SERAYUNEWS- Presiden terpilih Prabowo Subianto semakin mantap dengan rencana membentuk Kementerian Penerimaan Negara.
Kementerian ini menjadi gabungan Direktorat Jenderal Pajak (DJP) dan Direktorat Jenderal Bea Cukai (DJBC).
“Pada Asta Cita ke-8 kalau tidak salah, Badan Penerimaan Negara nanti jadi Kementerian Penerimaan Negara. Menterinya sudah ada,” ungkap Wakil Ketua Dewan Pembina Partai Gerindra sekaligus adik Prabowo, Hashim Djojohadikusumo, pada saat Diskusi Ekonomi Kadin Indonesia, Senin (7/10/2024).
Prabowo memang pernah berjanji memisahkan Direktorat Jenderal Pajak (Ditjen Pajak) dari Kementerian Keuangan (Kemenkeu) jika menang di Pilpres 2024.
Janji ini tertuang dalam 8 Program Hasil Terbaik Cepat yang akan jadi fokus Prabowo dan Gibran Rakabuming Raka.

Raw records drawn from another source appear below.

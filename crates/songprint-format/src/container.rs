//! The binary signature container.
//!
//! Layout, all integers little-endian:
//!
//! ```text
//! offset  size  field
//! 0       4     magic 0xCAFE2580
//! 4       1     version
//! 5       4     sample_rate
//! 9       4     total_samples
//! 13      1     band_count
//! 14      9·n   band table: (band_index u8, offset u32, length u32)
//! ..            band blocks, concatenated in table order
//! end-4   4     CRC-32 (ISO-HDLC) over every preceding byte
//! ```
//!
//! Block offsets are absolute from the start of the container. Decoding
//! checks structure in the order magic, version, checksum, table, so a foreign
//! buffer is reported as an unsupported format and a damaged one as corrupt.

use crc::{CRC_32_ISO_HDLC, Crc};
use songprint_analysis::{Band, Peak};

use crate::error::{FormatError, Result};
use crate::landmark::{decode_band, encode_band};
use crate::reader::Reader;
use crate::uri::{decode_uri, encode_uri};

/// Magic number opening every container.
pub const MAGIC: u32 = 0xCAFE_2580;

/// Container format version written by this crate.
pub const VERSION: u8 = 1;

/// Bytes before the band table.
pub const HEADER_LEN: usize = 14;

/// Bytes per band-table entry.
pub const TABLE_ENTRY_LEN: usize = 9;

/// Bytes of the trailing checksum.
pub const CHECKSUM_LEN: usize = 4;

const CRC32: Crc<u32> = Crc::<u32>::new(&CRC_32_ISO_HDLC);

/// The peaks of one band.
#[derive(Debug, Clone, PartialEq, Eq)]
pub struct BandBlock {
    /// Band the peaks belong to.
    pub band: Band,
    /// Peaks ordered by frame.
    pub peaks: Vec<Peak>,
}

/// A parsed or ready-to-encode signature.
#[derive(Debug, Clone, PartialEq, Eq)]
pub struct SignatureContainer {
    /// Rate the peaks were computed at, in Hz.
    pub sample_rate: u32,
    /// Samples covered by the analysis.
    pub total_samples: u32,
    /// One block per band, at most one per band.
    pub blocks: Vec<BandBlock>,
}

impl SignatureContainer {
    /// Container with no blocks.
    pub fn new(sample_rate: u32, total_samples: u32) -> Self {
        Self {
            sample_rate,
            total_samples,
            blocks: Vec::new(),
        }
    }

    /// Build a container from per-band peak lists.
    ///
    /// Bands without peaks are left out and blocks are ordered by band index.
    pub fn from_peaks(
        sample_rate: u32,
        total_samples: u32,
        bands: impl IntoIterator<Item = (Band, Vec<Peak>)>,
    ) -> Self {
        let mut blocks: Vec<BandBlock> = bands
            .into_iter()
            .filter(|(_, peaks)| !peaks.is_empty())
            .map(|(band, peaks)| BandBlock { band, peaks })
            .collect();
        blocks.sort_by_key(|block| block.band);

        Self {
            sample_rate,
            total_samples,
            blocks,
        }
    }

    /// Block for `band`, if present.
    pub fn block(&self, band: Band) -> Option<&BandBlock> {
        self.blocks.iter().find(|block| block.band == band)
    }

    /// Peaks across every block.
    pub fn peak_count(&self) -> usize {
        self.blocks.iter().map(|block| block.peaks.len()).sum()
    }

    /// Audio duration the container describes, in seconds.
    pub fn duration_seconds(&self) -> f32 {
        if self.sample_rate == 0 {
            return 0.0;
        }
        self.total_samples as f32 / self.sample_rate as f32
    }

    /// Serialize to the binary container.
    pub fn encode(&self) -> Result<Vec<u8>> {
        let band_count = u8::try_from(self.blocks.len()).map_err(|_| FormatError::Overflow {
            field: "band count",
            value: self.blocks.len(),
        })?;

        let mut seen = [false; Band::ALL.len()];
        let mut payloads = Vec::with_capacity(self.blocks.len());
        for block in &self.blocks {
            let slot = &mut seen[block.band.index() as usize];
            if *slot {
                return Err(FormatError::DuplicateBand(block.band));
            }
            *slot = true;
            payloads.push(encode_band(block.band, &block.peaks)?);
        }

        let table_end = HEADER_LEN + TABLE_ENTRY_LEN * self.blocks.len();
        let body_len = table_end + payloads.iter().map(Vec::len).sum::<usize>();
        let total_len = body_len + CHECKSUM_LEN;
        if u32::try_from(total_len).is_err() {
            return Err(FormatError::Overflow {
                field: "container length",
                value: total_len,
            });
        }

        let mut out = Vec::with_capacity(total_len);
        out.extend_from_slice(&MAGIC.to_le_bytes());
        out.push(VERSION);
        out.extend_from_slice(&self.sample_rate.to_le_bytes());
        out.extend_from_slice(&self.total_samples.to_le_bytes());
        out.push(band_count);

        // Lengths fit in u32 because the whole container does.
        let mut offset = table_end;
        for (block, payload) in self.blocks.iter().zip(&payloads) {
            out.push(block.band.index());
            out.extend_from_slice(&(offset as u32).to_le_bytes());
            out.extend_from_slice(&(payload.len() as u32).to_le_bytes());
            offset += payload.len();
        }
        for payload in &payloads {
            out.extend_from_slice(payload);
        }

        let checksum = CRC32.checksum(&out);
        out.extend_from_slice(&checksum.to_le_bytes());
        Ok(out)
    }

    /// Parse a binary container.
    pub fn decode(bytes: &[u8]) -> Result<Self> {
        let mut reader = Reader::new(bytes);
        let magic = reader.u32()?;
        if magic != MAGIC {
            return Err(FormatError::UnsupportedFormat(magic));
        }

        let minimum = HEADER_LEN + CHECKSUM_LEN;
        if bytes.len() < minimum {
            return Err(FormatError::Truncated {
                needed: minimum,
                available: bytes.len(),
            });
        }

        let version = reader.u8()?;
        if version != VERSION {
            return Err(FormatError::UnsupportedVersion(version));
        }

        let (body, stored) = bytes.split_at(bytes.len() - CHECKSUM_LEN);
        let expected = Reader::new(stored).u32()?;
        let actual = CRC32.checksum(body);
        if expected != actual {
            return Err(FormatError::Corrupt { expected, actual });
        }

        let sample_rate = reader.u32()?;
        let total_samples = reader.u32()?;
        let band_count = reader.u8()? as usize;

        let table_end = HEADER_LEN + TABLE_ENTRY_LEN * band_count;
        if table_end > body.len() {
            return Err(FormatError::Truncated {
                needed: table_end,
                available: body.len(),
            });
        }

        let mut seen = [false; Band::ALL.len()];
        let mut blocks = Vec::with_capacity(band_count);
        for _ in 0..band_count {
            let index = reader.u8()?;
            let offset = reader.u32()?;
            let length = reader.u32()?;

            let band = Band::from_index(index).ok_or(FormatError::UnknownBand(index))?;
            let slot = &mut seen[index as usize];
            if *slot {
                return Err(FormatError::DuplicateBand(band));
            }
            *slot = true;

            let start = offset as usize;
            let payload = start
                .checked_add(length as usize)
                .filter(|&end| start >= table_end && end <= body.len())
                .map(|end| &body[start..end])
                .ok_or(FormatError::BlockOutOfBounds {
                    band,
                    offset,
                    length,
                })?;

            blocks.push(BandBlock {
                band,
                peaks: decode_band(band, payload)?,
            });
        }

        Ok(Self {
            sample_rate,
            total_samples,
            blocks,
        })
    }

    /// Encode and project into the textual uri form.
    pub fn to_uri(&self) -> Result<String> {
        self.encode().map(|bytes| encode_uri(&bytes))
    }

    /// Parse the textual uri form.
    pub fn from_uri(uri: &str) -> Result<Self> {
        Self::decode(&decode_uri(uri)?)
    }
}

Pemisahan itu akan berujung pada Badan Penerimaan Negara (BPN) yang berada langsung di bawah presiden. Saat itu ada perubahan nomenklatur menjadi Kementerian.
Hashim menjelaskan, pemerintahan Prabowo-Gibran akan menetapkan target penerimaan negara mencapai 23 persen dari Produk Domestik Bruto (PDB), jauh lebih besar dari proyeksi penerimaan negara di tahun 2024 ini hanya 12,7 persen dari PDB.

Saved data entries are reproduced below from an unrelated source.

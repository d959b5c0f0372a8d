//! The frames → spectra → peaks driver.

use std::collections::BTreeMap;

use crate::error::{AnalysisError, Result};
use crate::frame::{FRAME_SIZE, Framer};
use crate::peaks::{Peak, PeakConfig, PeakExtractor};
use crate::spectrum::{Band, SpectralAnalyzer};

/// Peaks of one analysed buffer, grouped by band.
#[derive(Debug, Clone, PartialEq, Eq)]
pub struct PeakMap {
    bands: BTreeMap<Band, Vec<Peak>>,
    frame_count: usize,
    windowed_samples: usize,
}

impl PeakMap {
    /// Peaks of one band, ordered by frame.
    pub fn band(&self, band: Band) -> &[Peak] {
        self.bands.get(&band).map_or(&[], Vec::as_slice)
    }

    /// Bands in index order with their peaks, including empty bands.
    pub fn iter(&self) -> impl Iterator<Item = (Band, &[Peak])> {
        self.bands.iter().map(|(&band, peaks)| (band, peaks.as_slice()))
    }

    /// Total peaks across all bands.
    pub fn peak_count(&self) -> usize {
        self.bands.values().map(Vec::len).sum()
    }

    /// Frames analysed.
    pub fn frame_count(&self) -> usize {
        self.frame_count
    }

    /// 16 kHz samples covered by at least one frame.
    pub fn windowed_samples(&self) -> usize {
        self.windowed_samples
    }

    /// Take ownership of the per-band peak lists.
    pub fn into_bands(self) -> BTreeMap<Band, Vec<Peak>> {
        self.bands
    }
}

/// Run framing, spectral analysis, and peak extraction over 16 kHz PCM.
///
/// Only one frame and its spectrum are alive at a time; the extractor keeps
/// the band history it needs for suppression.
pub fn extract_peaks(pcm: &[i16], config: &PeakConfig) -> Result<PeakMap> {
    if pcm.len() < FRAME_SIZE {
        return Err(AnalysisError::TooShort {
            samples: pcm.len(),
            needed: FRAME_SIZE,
        });
    }

    let framer = Framer::new(pcm);
    let windowed_samples = framer.windowed_samples();
    if u32::try_from(windowed_samples).is_err() {
        return Err(AnalysisError::TooLong(windowed_samples));
    }
    let frame_count = framer.len();

    let mut analyzer = SpectralAnalyzer::new();
    let mut extractor = PeakExtractor::new(*config);
    for frame in framer {
        extractor.push(&analyzer.analyze(&frame));
    }

    Ok(PeakMap {
        bands: extractor.finish(),
        frame_count,
        windowed_samples,
    })
}
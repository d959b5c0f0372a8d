//! Recognizer configuration file format.

use serde::{Deserialize, Serialize};
use std::path::Path;

use crate::error::{ConfigError, FileOp};
use crate::paths::default_config_path;

/// Longest segment the engine will analyse, in seconds.
pub const MAX_SEGMENT_SECONDS: u32 = 3600;

/// Largest accepted peak suppression radius.
pub const MAX_PEAK_RADIUS: usize = 64;

/// Settings for a signature engine.
///
/// # TOML Format
///
/// ```toml
/// segment_duration_seconds = 10
/// workers = 4
///
/// [context]
/// altitude = 300
/// latitude = 45
/// longitude = 2
/// timezone = "Europe/Paris"
///
/// [peaks]
/// time_radius = 8
/// freq_radius = 8
/// ```
///
/// Every key is optional.
#[derive(Debug, Clone, Serialize, Deserialize, PartialEq, Eq)]
pub struct RecognizerConfig {
    /// Seconds of resampled audio analysed per call; longer input is cut to
    /// its centred window of this length.
    #[serde(default = "default_segment_duration")]
    pub segment_duration_seconds: u32,

    /// Concurrent pipelines; `None` uses the available parallelism.
    #[serde(default, skip_serializing_if = "Option::is_none")]
    pub workers: Option<usize>,

    /// Request context attached to every signature.
    #[serde(default)]
    pub context: ContextConfig,

    /// Peak suppression neighbourhood.
    #[serde(default)]
    pub peaks: PeakSettings,
}

fn default_segment_duration() -> u32 {
    10
}

impl Default for RecognizerConfig {
    fn default() -> Self {
        Self {
            segment_duration_seconds: default_segment_duration(),
            workers: None,
            context: ContextConfig::default(),
            peaks: PeakSettings::default(),
        }
    }
}

/// Geolocation and timezone sent alongside a signature.
#[derive(Debug, Clone, Serialize, Deserialize, PartialEq, Eq)]
#[serde(default)]
pub struct ContextConfig {
    /// Altitude in metres.
    pub altitude: i16,
    /// Latitude in whole degrees.
    pub latitude: i8,
    /// Longitude in whole degrees.
    pub longitude: i8,
    /// IANA timezone name.
    pub timezone: String,
}

impl Default for ContextConfig {
    fn default() -> Self {
        Self {
            altitude: 300,
            latitude: 45,
            longitude: 2,
            timezone: "Europe/Paris".to_string(),
        }
    }
}

/// Frames and bins on each side of a peak candidate.
#[derive(Debug, Clone, Copy, Serialize, Deserialize, PartialEq, Eq)]
#[serde(default)]
pub struct PeakSettings {
    /// Frames on each side.
    pub time_radius: usize,
    /// Bins on each side.
    pub freq_radius: usize,
}

impl Default for PeakSettings {
    fn default() -> Self {
        Self {
            time_radius: 8,
            freq_radius: 8,
        }
    }
}

impl RecognizerConfig {
    /// Load a configuration from a TOML file and validate it.
    pub fn load(path: impl AsRef<Path>) -> Result<Self, ConfigError> {
        let path = path.as_ref();
        let content =
            std::fs::read_to_string(path).map_err(|e| ConfigError::file(FileOp::Read, path, e))?;
        Self::from_toml(&content)
    }

    /// Load the file at [`default_config_path`], or defaults if there is none.
    pub fn load_or_default() -> Result<Self, ConfigError> {
        let path = default_config_path();
        if path.exists() {
            Self::load(&path)
        } else {
            Ok(Self::default())
        }
    }

    /// Parse a configuration from a TOML string and validate it.
    pub fn from_toml(toml_str: &str) -> Result<Self, ConfigError> {
        let config: RecognizerConfig = toml::from_str(toml_str)?;
        config.validate()?;
        Ok(config)
    }

    /// Save the configuration to a TOML file.
    pub fn save(&self, path: impl AsRef<Path>) -> Result<(), ConfigError> {
        let path = path.as_ref();

        if let Some(parent) = path.parent()
            && !parent.as_os_str().is_empty()
            && !parent.exists()
        {
            std::fs::create_dir_all(parent).map_err(|e| ConfigError::file(FileOp::CreateDir, parent, e))?;
        }

        let content = self.to_toml()?;
        std::fs::write(path, content).map_err(|e| ConfigError::file(FileOp::Write, path, e))?;
        Ok(())
    }

    /// Convert the configuration to a TOML string.
    pub fn to_toml(&self) -> Result<String, ConfigError> {
        Ok(toml::to_string_pretty(self)?)
    }

    /// Check every value is within range.
    pub fn validate(&self) -> Result<(), ConfigError> {
        if self.segment_duration_seconds == 0 {
            return Err(ConfigError::invalid(
                "segment_duration_seconds",
                "must be at least 1",
            ));
        }
        if self.segment_duration_seconds > MAX_SEGMENT_SECONDS {
            return Err(ConfigError::invalid(
                "segment_duration_seconds",
                format!("must be at most {MAX_SEGMENT_SECONDS}"),
            ));
        }
        if self.workers == Some(0) {
            return Err(ConfigError::invalid("workers", "must be at least 1"));
        }
        if self.context.timezone.trim().is_empty() {
            return Err(ConfigError::invalid("context.timezone", "must not be empty"));
        }
        if self.peaks.time_radius > MAX_PEAK_RADIUS {
            return Err(ConfigError::invalid(
                "peaks.time_radius",
                format!("must be at most {MAX_PEAK_RADIUS}"),
            ));
        }
        if self.peaks.freq_radius > MAX_PEAK_RADIUS {
            return Err(ConfigError::invalid(
                "peaks.freq_radius",
                format!("must be at most {MAX_PEAK_RADIUS}"),
            ));
        }
        Ok(())
    }

    /// Worker count after applying the default.
    pub fn effective_workers(&self) -> usize {
        self.workers.unwrap_or_else(|| {
            std::thread::available_parallelism().map_or(1, std::num::NonZeroUsize::get)
        })
    }
}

Hashim mengatakan, Kementerian Penerimaan Negara ini menggantikan istilah yang sebelumnya bernama Badan Penerimaan Negara.
“Badan Penerimaan Negara menjadi Kementerian Penerimaan Negara. Menteri nya sudah ada dan di situ jelas Prabowo akan menuju rasio penerimaan negara menjadi 23% dari PDB, itu angka dari tim saya,” kata Hashim.

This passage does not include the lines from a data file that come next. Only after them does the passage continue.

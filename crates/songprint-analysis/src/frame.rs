//! Overlapping analysis frames.
//!
//! The 16 kHz stream is cut into 2048-sample frames every 128 samples (8 ms).
//! Each frame is windowed in place before it is handed to the spectral stage.
//! A trailing remainder shorter than one frame is discarded, so the frame
//! count depends only on the input length.

use crate::fft::Window;

/// Samples per analysis frame.
pub const FRAME_SIZE: usize = 2048;

/// Samples between the starts of consecutive frames.
pub const HOP_SIZE: usize = 128;

/// Number of frames [`Framer`] yields for `num_samples` input samples.
pub fn frame_count(num_samples: usize) -> usize {
    if num_samples >= FRAME_SIZE {
        (num_samples - FRAME_SIZE) / HOP_SIZE + 1
    } else {
        0
    }
}

/// Number of input samples covered by at least one frame.
pub fn windowed_sample_count(num_samples: usize) -> usize {
    match frame_count(num_samples) {
        0 => 0,
        n => (n - 1) * HOP_SIZE + FRAME_SIZE,
    }
}

/// One windowed slice of audio.
#[derive(Debug, Clone)]
pub struct Frame {
    /// Sequence number, starting at 0 for the first frame.
    pub index: u32,
    /// Windowed samples, `FRAME_SIZE` long, in `i16` scale.
    pub samples: Vec<f32>,
}

/// Iterator producing windowed frames from 16 kHz `i16` PCM.
pub struct Framer<'a> {
    pcm: &'a [i16],
    window: Vec<f32>,
    next: usize,
    total: usize,
}

impl<'a> Framer<'a> {
    /// Create a framer over `pcm` using a Hann window.
    pub fn new(pcm: &'a [i16]) -> Self {
        Self::with_window(pcm, Window::Hann)
    }

    /// Create a framer with an explicit window function.
    pub fn with_window(pcm: &'a [i16], window: Window) -> Self {
        Self {
            pcm,
            window: window.coefficients(FRAME_SIZE),
            next: 0,
            total: frame_count(pcm.len()),
        }
    }

    /// Total frames this framer yields.
    pub fn len(&self) -> usize {
        self.total
    }

    /// Whether the input is too short for a single frame.
    pub fn is_empty(&self) -> bool {
        self.total == 0
    }

    /// Samples covered by the yielded frames.
    pub fn windowed_samples(&self) -> usize {
        windowed_sample_count(self.pcm.len())
    }
}

impl Iterator for Framer<'_> {
    type Item = Frame;

    fn next(&mut self) -> Option<Frame> {
        if self.next >= self.total {
            return None;
        }

        let start = self.next * HOP_SIZE;
        let samples = self.pcm[start..start + FRAME_SIZE]
            .iter()
            .zip(&self.window)
            .map(|(&s, &w)| s as f32 * w)
            .collect();

        let frame = Frame {
            index: self.next as u32,
            samples,
        };
        self.next += 1;
        Some(frame)
    }

    fn size_hint(&self) -> (usize, Option<usize>) {
        let remaining = self.total - self.next;
        (remaining, Some(remaining))
    }
}

impl ExactSizeIterator for Framer<'_> {}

Hashim mengatakan, target Kementerian Penerimaan Negara itu bukanlah hal yang tidak realistis.
Pasalnya, berdasarkan hasil pertemuan sebanyak 7 kali dengan Bank Dunia, masalah penerimaan negara Indonesia kecil adalah karena ratio pendapatan (revenue ratio), terdiri dari pajak, cukai, dan PNBP, yang terlampau rendah.
“Revenue ratio kita sangat rendah. Tax ratio kita hanya 10-10,5 persen. Revenue ratio itu pajak ditambah cukai, ditambah PNBP, ditambah lain-lain forecast untuk tahun ini 12,7 persen,” ungkap Hashim.
Berdasarkan saran Bank Dunia, Hashim mengatakan Indonesia perlu memanfaatkan teknologi informasi (IT) seperti kecerdasan buatan (AI) untuk mendukung pencapaian target rasio pendapatan 23 persen dari PDB.
Selain itu, lanjut dia, pemerintah juga perlu menutup kebocoran alias pengemplang pajak dengan tanpa menaikkan tarif pajak yang saat ini sebesar 22 persen. ***(Kalingga Zaman)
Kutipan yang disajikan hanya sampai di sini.